— Exercise materials —

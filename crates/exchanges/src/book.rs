//! Order book normalization.
//!
//! Converts an exchange payload into a canonical [`OrderBook`]. The payload
//! dialect (positional pairs, named fields, sign-encoded sides, scaled
//! integers, transposed sides) is declared by a [`BookShape`] plus the
//! profile's [`Scaling`] and `swap_sides` flag. Output is always re-sorted,
//! whatever order the exchange returned.

use crate::error::{ExchangeError, ExchangeResult};
use crate::template::{display_path, lookup, Placeholders};
use cointrage_core::{CanonicalSymbol, MarketPair, OrderBook, OrderLevel, Side};
use serde::{Deserialize, Serialize};
use serde_json::Value;
use std::collections::BTreeMap;

/// How a single level is encoded.
#[derive(Debug, Clone, PartialEq, Eq, Serialize, Deserialize)]
#[serde(tag = "kind", rename_all = "snake_case")]
pub enum LevelFormat {
    /// `[price, size, ...]` arrays
    Positional { rate: usize, quantity: usize },
    /// Objects; the first candidate field present wins
    Named {
        rate: Vec<String>,
        quantity: Vec<String>,
    },
}

impl LevelFormat {
    /// `[price, size]`
    pub fn pairs() -> Self {
        LevelFormat::Positional {
            rate: 0,
            quantity: 1,
        }
    }

    pub fn named(rate: &[&str], quantity: &[&str]) -> Self {
        LevelFormat::Named {
            rate: rate.iter().map(|s| s.to_string()).collect(),
            quantity: quantity.iter().map(|s| s.to_string()).collect(),
        }
    }
}

/// Where the two sides live inside the container.
#[derive(Debug, Clone, PartialEq, Eq, Serialize, Deserialize)]
#[serde(tag = "kind", rename_all = "snake_case")]
pub enum BookLayout {
    /// Separate ask and bid lists. A missing list is an empty side.
    Sides {
        asks: Vec<String>,
        bids: Vec<String>,
        level: LevelFormat,
    },
    /// List of side groups, each holding its own levels. Groups whose
    /// `flag` field is `true` are bids; quantities are taken as absolute.
    Flagged {
        #[serde(default)]
        groups: Vec<String>,
        flag: String,
        levels: Vec<String>,
        level: LevelFormat,
    },
    /// One list; the sign of the quantity selects the side.
    Signed {
        #[serde(default)]
        levels: Vec<String>,
        level: LevelFormat,
        /// Side denoted by a negative quantity
        #[serde(default = "default_negative_side")]
        negative: Side,
    },
}

fn default_negative_side() -> Side {
    Side::Ask
}

/// Declarative description of an order book payload.
#[derive(Debug, Clone, PartialEq, Eq, Serialize, Deserialize)]
pub struct BookShape {
    /// Path to the required container (e.g. `["tick"]`, `["result"]`)
    #[serde(default)]
    pub root: Vec<String>,
    pub layout: BookLayout,
}

impl BookShape {
    pub fn sides(root: &[&str], asks: &[&str], bids: &[&str], level: LevelFormat) -> Self {
        Self {
            root: crate::template::path(root),
            layout: BookLayout::Sides {
                asks: crate::template::path(asks),
                bids: crate::template::path(bids),
                level,
            },
        }
    }

    pub fn flagged(root: &[&str], flag: &str, levels: &[&str], level: LevelFormat) -> Self {
        Self {
            root: crate::template::path(root),
            layout: BookLayout::Flagged {
                groups: Vec::new(),
                flag: flag.to_string(),
                levels: crate::template::path(levels),
                level,
            },
        }
    }

    pub fn signed(root: &[&str], levels: &[&str], level: LevelFormat, negative: Side) -> Self {
        Self {
            root: crate::template::path(root),
            layout: BookLayout::Signed {
                levels: crate::template::path(levels),
                level,
                negative,
            },
        }
    }
}

/// Amounts reported in smallest units.
#[derive(Debug, Clone, PartialEq, Eq, Default, Serialize, Deserialize)]
#[serde(tag = "kind", rename_all = "snake_case")]
pub enum Scaling {
    #[default]
    None,
    /// Divide rate and quantity by `10^decimals`, decimals chosen by quote.
    QuoteDecimals {
        default: u32,
        #[serde(default)]
        per_quote: BTreeMap<String, u32>,
        /// Fixed decimals for quantities, which otherwise follow the quote
        #[serde(default, skip_serializing_if = "Option::is_none")]
        quantity: Option<u32>,
    },
}

impl Scaling {
    /// Largest accepted decimal count.
    pub const MAX_DECIMALS: u32 = 30;

    pub fn by_quote(default: u32, per_quote: &[(&str, u32)]) -> Self {
        Scaling::QuoteDecimals {
            default,
            per_quote: per_quote
                .iter()
                .map(|(q, d)| (q.to_ascii_uppercase(), *d))
                .collect(),
            quantity: None,
        }
    }

    /// Quantities use `decimals` whatever the quote.
    pub fn with_quantity_decimals(self, decimals: u32) -> Self {
        match self {
            Scaling::None => Scaling::None,
            Scaling::QuoteDecimals {
                default, per_quote, ..
            } => Scaling::QuoteDecimals {
                default,
                per_quote,
                quantity: Some(decimals),
            },
        }
    }

    pub fn decimals(&self, quote: &CanonicalSymbol) -> u32 {
        match self {
            Scaling::None => 0,
            Scaling::QuoteDecimals {
                default, per_quote, ..
            } => per_quote.get(quote.as_str()).copied().unwrap_or(*default),
        }
    }

    pub fn quantity_decimals(&self, quote: &CanonicalSymbol) -> u32 {
        match self {
            Scaling::QuoteDecimals {
                quantity: Some(decimals),
                ..
            } => *decimals,
            _ => self.decimals(quote),
        }
    }

    /// Largest decimal count configured for any quote.
    pub fn max_decimals(&self) -> u32 {
        match self {
            Scaling::None => 0,
            Scaling::QuoteDecimals {
                default,
                per_quote,
                quantity,
            } => per_quote
                .values()
                .chain(quantity.iter())
                .copied()
                .fold(*default, u32::max),
        }
    }

    fn divisor(&self, quote: &CanonicalSymbol) -> f64 {
        power_of_ten(self.decimals(quote))
    }

    fn quantity_divisor(&self, quote: &CanonicalSymbol) -> f64 {
        power_of_ten(self.quantity_decimals(quote))
    }
}

fn power_of_ten(decimals: u32) -> f64 {
    10f64.powi(decimals.min(Scaling::MAX_DECIMALS) as i32)
}

/// Normalizer bound to one profile's shape and scaling.
#[derive(Debug, Clone, Copy)]
pub struct BookNormalizer<'a> {
    shape: &'a BookShape,
    scaling: &'a Scaling,
    swap_sides: bool,
}

impl<'a> BookNormalizer<'a> {
    pub fn new(shape: &'a BookShape, scaling: &'a Scaling, swap_sides: bool) -> Self {
        Self {
            shape,
            scaling,
            swap_sides,
        }
    }

    pub fn normalize(
        &self,
        payload: &Value,
        pair: MarketPair,
        placeholders: &Placeholders,
    ) -> ExchangeResult<OrderBook> {
        if payload.is_null() {
            return Err(ExchangeError::schema(format!("empty order book payload for {}", pair)));
        }

        let root = lookup(payload, &self.shape.root, placeholders)
            .filter(|v| !v.is_null())
            .ok_or_else(|| {
                ExchangeError::schema(format!(
                    "order book container {} missing for {}",
                    display_path(&self.shape.root),
                    pair
                ))
            })?;

        let divisor = self.scaling.divisor(&pair.quote);
        let quantity_divisor = self.scaling.quantity_divisor(&pair.quote);

        let (mut asks, mut bids) = match &self.shape.layout {
            BookLayout::Sides { asks, bids, level } => {
                let asks = side_levels(root, asks, level, placeholders)?;
                let bids = side_levels(root, bids, level, placeholders)?;
                (asks, bids)
            }
            BookLayout::Flagged {
                groups,
                flag,
                levels,
                level,
            } => flagged_levels(root, groups, flag, levels, level, placeholders)?,
            BookLayout::Signed {
                levels,
                level,
                negative,
            } => signed_levels(root, levels, level, *negative, placeholders)?,
        };

        for level in asks.iter_mut().chain(bids.iter_mut()) {
            level.rate /= divisor;
            level.quantity /= quantity_divisor;
            if !level.is_valid() {
                return Err(ExchangeError::schema(format!(
                    "invalid level rate={} quantity={} for {}",
                    level.rate, level.quantity, pair
                )));
            }
        }

        if self.swap_sides {
            std::mem::swap(&mut asks, &mut bids);
        }

        Ok(OrderBook::from_levels(pair, asks, bids))
    }
}

fn side_levels(
    root: &Value,
    path: &[String],
    format: &LevelFormat,
    placeholders: &Placeholders,
) -> ExchangeResult<Vec<OrderLevel>> {
    match lookup(root, path, placeholders) {
        None | Some(Value::Null) => Ok(Vec::new()),
        Some(Value::Array(items)) => items.iter().map(|item| parse_level(item, format)).collect(),
        Some(other) => Err(ExchangeError::schema(format!(
            "expected list at {}, got {}",
            display_path(path),
            type_name(other)
        ))),
    }
}

fn flagged_levels(
    root: &Value,
    groups: &[String],
    flag: &str,
    levels: &[String],
    format: &LevelFormat,
    placeholders: &Placeholders,
) -> ExchangeResult<(Vec<OrderLevel>, Vec<OrderLevel>)> {
    let items = match lookup(root, groups, placeholders) {
        None | Some(Value::Null) => return Ok((Vec::new(), Vec::new())),
        Some(Value::Array(items)) => items,
        Some(other) => {
            return Err(ExchangeError::schema(format!(
                "expected side groups at {}, got {}",
                display_path(groups),
                type_name(other)
            )))
        }
    };

    let mut asks = Vec::new();
    let mut bids = Vec::new();
    for group in items {
        let is_bid = group.get(flag).and_then(Value::as_bool).unwrap_or(false);
        let side = side_levels(group, levels, format, placeholders)?
            .into_iter()
            .map(|level| OrderLevel::new(level.rate, level.quantity.abs()));
        if is_bid {
            bids.extend(side);
        } else {
            asks.extend(side);
        }
    }
    Ok((asks, bids))
}

fn signed_levels(
    root: &Value,
    path: &[String],
    format: &LevelFormat,
    negative: Side,
    placeholders: &Placeholders,
) -> ExchangeResult<(Vec<OrderLevel>, Vec<OrderLevel>)> {
    let items = match lookup(root, path, placeholders) {
        None | Some(Value::Null) => return Ok((Vec::new(), Vec::new())),
        Some(Value::Array(items)) => items,
        Some(other) => {
            return Err(ExchangeError::schema(format!(
                "expected list at {}, got {}",
                display_path(path),
                type_name(other)
            )))
        }
    };

    let mut asks = Vec::new();
    let mut bids = Vec::new();
    for item in items {
        let level = parse_level(item, format)?;
        // zero carries no side
        if level.quantity == 0.0 {
            continue;
        }
        let side = if level.quantity < 0.0 {
            negative
        } else {
            negative.opposite()
        };
        let level = OrderLevel::new(level.rate, level.quantity.abs());
        match side {
            Side::Ask => asks.push(level),
            Side::Bid => bids.push(level),
        }
    }
    Ok((asks, bids))
}

fn parse_level(item: &Value, format: &LevelFormat) -> ExchangeResult<OrderLevel> {
    match format {
        LevelFormat::Positional { rate, quantity } => {
            let fields = item.as_array().ok_or_else(|| {
                ExchangeError::schema(format!("expected level array, got {}", type_name(item)))
            })?;
            let rate = fields
                .get(*rate)
                .ok_or_else(|| ExchangeError::schema(format!("level has no index {}", rate)))?;
            let quantity = fields
                .get(*quantity)
                .ok_or_else(|| ExchangeError::schema(format!("level has no index {}", quantity)))?;
            Ok(OrderLevel::new(number(rate)?, number(quantity)?))
        }
        LevelFormat::Named { rate, quantity } => {
            let fields = item.as_object().ok_or_else(|| {
                ExchangeError::schema(format!("expected level object, got {}", type_name(item)))
            })?;
            let pick = |names: &[String]| {
                names
                    .iter()
                    .find_map(|n| fields.get(n.as_str()).filter(|v| !v.is_null()))
                    .ok_or_else(|| ExchangeError::schema(format!("level lacks any of {:?}", names)))
            };
            Ok(OrderLevel::new(number(pick(rate)?)?, number(pick(quantity)?)?))
        }
    }
}

/// Numeric value from a JSON number or numeric string.
pub(crate) fn number(value: &Value) -> ExchangeResult<f64> {
    match value {
        Value::Number(n) => n
            .as_f64()
            .ok_or_else(|| ExchangeError::Parse(format!("number out of range: {}", n))),
        Value::String(s) => s
            .trim()
            .parse::<f64>()
            .map_err(|_| ExchangeError::Parse(format!("invalid number {:?}", s))),
        other => Err(ExchangeError::schema(format!(
            "expected number, got {}",
            type_name(other)
        ))),
    }
}

pub(crate) fn type_name(value: &Value) -> &'static str {
    match value {
        Value::Null => "null",
        Value::Bool(_) => "bool",
        Value::Number(_) => "number",
        Value::String(_) => "string",
        Value::Array(_) => "array",
        Value::Object(_) => "object",
    }
}
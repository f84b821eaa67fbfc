//! HitBTC (API v1). Ticker keys are `BASEQUOTE` with no separator.

use crate::book::{BookShape, LevelFormat};
use crate::listing::{ListingShape, SymbolFormat};
use crate::profile::{Endpoint, ExchangeProfile};

pub fn profile() -> ExchangeProfile {
    ExchangeProfile::new(
        "hitbtc",
        Endpoint::get("https://api.hitbtc.com/api/1/public/ticker"),
        ListingShape::Keys {
            path: vec![],
            format: SymbolFormat::KnownQuoteSuffix,
            id: None,
            filters: vec![],
        },
        Endpoint::get("https://api.hitbtc.com/api/1/public/{base}{quote}/orderbook?format_price=number&format_amount=number"),
        BookShape::sides(&[], &["asks"], &["bids"], LevelFormat::pairs()),
    )
}

#[cfg(test)]
mod tests {
    use super::*;
    use crate::adapter::ExchangeAdapter;
    use crate::exchanges::testing::{adapter, entry, listed};
    use cointrage_core::{MarketPair, OrderLevel};
    use pretty_assertions::assert_eq;
    use serde_json::json;

    #[tokio::test]
    async fn test_ticker_keys_and_book() {
        let (mock, exchange) = adapter(
            profile(),
            json!({
                "ETHBTC": {"ask": "0.09", "bid": "0.089", "volume": "100"},
                "XMRUSDT": {"ask": "300", "bid": "299", "volume": "10"},
                "BCNETH": {"ask": "0.000001", "bid": "0.0000009", "volume": "1"},
                "XMREUR": {"ask": "250", "bid": "249", "volume": "5"}
            }),
        );

        let markets = exchange.list_markets().await.unwrap();
        assert_eq!(
            listed(&markets),
            vec![entry("BTC", &["ETH"]), entry("ETH", &["BCN"]), entry("USDT", &["XMR"])]
        );

        mock.respond_json(
            "https://api.hitbtc.com/api/1/public/XMRUSDT/orderbook?format_price=number&format_amount=number",
            json!({"asks": [[300.1, 2], [300.5, 1]], "bids": [[299.9, 3]]}),
        );
        let book = exchange
            .get_order_book(&MarketPair::from_strs("USDT", "XMR"), None)
            .await
            .unwrap();
        assert_eq!(book.best_ask(), Some(&OrderLevel::new(300.1, 2.0)));
        assert_eq!(book.best_bid(), Some(&OrderLevel::new(299.9, 3.0)));
    }
}
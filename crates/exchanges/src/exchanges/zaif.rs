//! Zaif. Pairs are lower-case `base_quote`.

use crate::book::{BookShape, LevelFormat};
use crate::listing::{ListingShape, PairOrder, PairSource, SymbolFormat};
use crate::profile::{Endpoint, ExchangeProfile};

pub fn profile() -> ExchangeProfile {
    ExchangeProfile::new(
        "zaif",
        Endpoint::get("https://api.zaif.jp/api/1/currency_pairs/all"),
        ListingShape::Records {
            path: vec![],
            pair: PairSource::Symbol {
                field: "currency_pair".into(),
                format: SymbolFormat::delimited("_", PairOrder::BaseFirst),
            },
            id: None,
            filters: vec![],
        },
        Endpoint::get("https://api.zaif.jp/api/1/depth/{base_lower}_{quote_lower}"),
        BookShape::sides(&[], &["asks"], &["bids"], LevelFormat::pairs()),
    )
}
//! TDAX. Prices are integers scaled by the quote's decimals, quantities
//! always by 18.

use crate::book::{BookShape, LevelFormat, Scaling};
use crate::listing::{ListingShape, PairSource};
use crate::profile::{Endpoint, ExchangeProfile};

pub fn profile() -> ExchangeProfile {
    ExchangeProfile::new(
        "tdax",
        Endpoint::get("https://api.tdax.com/public/getmarkets"),
        ListingShape::Records {
            path: vec![],
            pair: PairSource::Fields {
                quote: "BaseCurrency".into(),
                base: "MarketCurrency".into(),
            },
            id: None,
            filters: vec![],
        },
        Endpoint::get("https://api.tdax.com/orders?Symbol={base}_{quote}"),
        BookShape::sides(&[], &["Asks"], &["Bids"], LevelFormat::named(&["Price"], &["RemainQty"])),
    )
    .with_scaling(Scaling::by_quote(18, &[("BTC", 8)]).with_quantity_decimals(18))
}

— Aim of the exercise —
Copy each line above holding "struct".

— Response to the exercise —
pub struct BookShape {
pub struct BookNormalizer<'a> {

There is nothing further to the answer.